Auch hatten Justizkreise durchblicken lassen, dass eine Ablehnung des Antrags wahrscheinlich sei.
Zuvor hatte der Oppositionsführer Deniz Baykal indes kräftig nachgelegt: Baykal sagte Montag vor Journalisten, wenn das Gericht den ersten Wahlgang nicht aufheben würde, würde das Land in einen "gefährlichen Kampf" getrieben. Wie immer es gemeint war - es klang wie die Drohung mit Bürgerkrieg. Premier Erdogans Berater Güneyt Zapsu meinte gegenüber der Basler Zeitung über die Äußerung: "Wenn wir das gesagt hätten, wäre ein Verfahren gegen uns eröffnet worden."

Richter neigen Kemalisten zu

Zapsu hat schon Recht: In Ankara wird nicht mit gleichem Maß gemessen, die Justiz steht wie immer mehr auf Seite der Kemalisten. Mit einem dem Islam zuneigenden Präsidenten Abdullah Gül könnten die Hochburgen des Kemalismus langsam geschleift werden, denn der Präsident setzt die Höchstrichter ein und bestimmt die Rektoren der Unis.
Andererseits haben die Massendemonstration in Ankara mit bis zu 500.000 Teilnehmern am 14.#April und die noch größeren Kundgebungen in Istanbul vom Sonntag und Dienstag vor Augen geführt, dass Gül als Präsident von einem Gros der Gesellschaft abgelehnt wird. Die Regierung täte gut daran, das nicht zu ignorieren.

Es ist aber nicht sicher, dass der Knoten durch das Urteil gelöst wird. Die Regierung hat nämlich nun mehrere Möglichkeiten, den Wahlvorgang dennoch fortzusetzen - doch wahrscheinlicher ist, dass sie ihr Beharren auf Gül aufgibt und es der Hohen Wahlkommission überlässt, vorgezogene Parlamentswahlen anzusetzen. Die könnten Ende Juni stattfinden.

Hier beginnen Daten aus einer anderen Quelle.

use clap::Parser;

use ordersight::interfaces::cli::Cli;

#[tokio::main]
async fn main() {
    let _ = tracing_subscriber::fmt().with_env_filter("info").try_init();

    let cli = Cli::parse();
    if let Err(err) = cli.execute().await {
        tracing::error!(error = %err, "command failed");
        std::process::exit(1);
    }
}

Neue Mehrheit für Islamisten?

Ob das aber die Krise lösen würde, ist doch ziemlich unsicher. Wenn nämlich wieder einige Oppositionsparteien an der Zehn-Prozent-Hürde für den Einzug ins Parlament scheitern sollten, bekommt die Regierung von Erdogan erneut eine komfortable Mehrheit im Parlament, ohne eine Mehrheit im Lande zu haben - und der Streit um das Präsidentenamt kann fortgesetzt werden.

Wilde Proteste am 1. Mai

Als ob es nicht genug Unruhe gäbe, erlebte Istanbul am Dienstag auch einen wilden Ersten Mai: Gouverneur Muammer Güler wollte verhindern, dass die "Revolutionäre Gewerkschaftskonföderation" eine Demo am zentralen Taksim-Platz macht. Schulen wurden geschlossen, Fährverbindungen unterbrochen, 17.000 Polizisten aufgeboten. Die Polizei griff Demonstrantengruppen mit Wasserwerfern, Tränengas und Knüppeln an. Bis Mittag wurden mindestens 580 Menschen verhaftet; Gewerkschafter sprachen von 900 Festnahmen und vielen Verletzten.

Die Demonstranten wollten dabei auf dem Taksim-Platz auch einer 1.-Mai-Kundgebung an diesem Ort vor 30 Jahren gedenken, bei der 36 Menschen von der Polizei erschossen wurden.

Hintergrund

Das Verfassungsgericht wurde von der Opposition angerufen, weil bei Runde eins der Wahl zum türkischen Präsidenten am Freitag im Parlament angeblich zu wenige Abgeordnete anwesend waren.